I find myself wishing that the Christian character hadn’t been pegged a Christian at all. That he/she simply had been portrayed as a good, moral person. I find myself wishing that the book simply said nothing about Christianity rather than presenting a Christian character who seems to make right, good decisions without any prayer or dialogue with other fellow Christians as natural underpinnings to his/her faith.

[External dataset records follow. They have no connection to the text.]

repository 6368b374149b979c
mod extractors;
mod routes;
mod state;
pub mod v1;

pub use extractors::AppJson;
pub use routes::create_router;
pub use state::AppState;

I find myself wondering what we are doing in the name of Christian fiction when we purposely hold characters back from what would come naturally. If the author is targeting nonChristian readers, is this, then, the right tactic? I have no doubt that the nonChristian reader won’t feel the PHB factor as I do—he doesn’t know what the daily Christian walk looks like. But then—should the author have taken the opportunity to show such a reader what that natural walk looks like? Then again, if the Christian character started talking about God and praying regularly—would the nonChristian reader be turned off no matter how naturally it was presented?
I know many authors would kick at the boundaries of Christian fiction, and I think some of that kicking is fine. But anyone who has come down hard on the FCs should do the same with the PHBs. Unnatural writing is unnatural writing. Or does the end somehow justify the means—on either side?
Questions. Wish I had all the answers.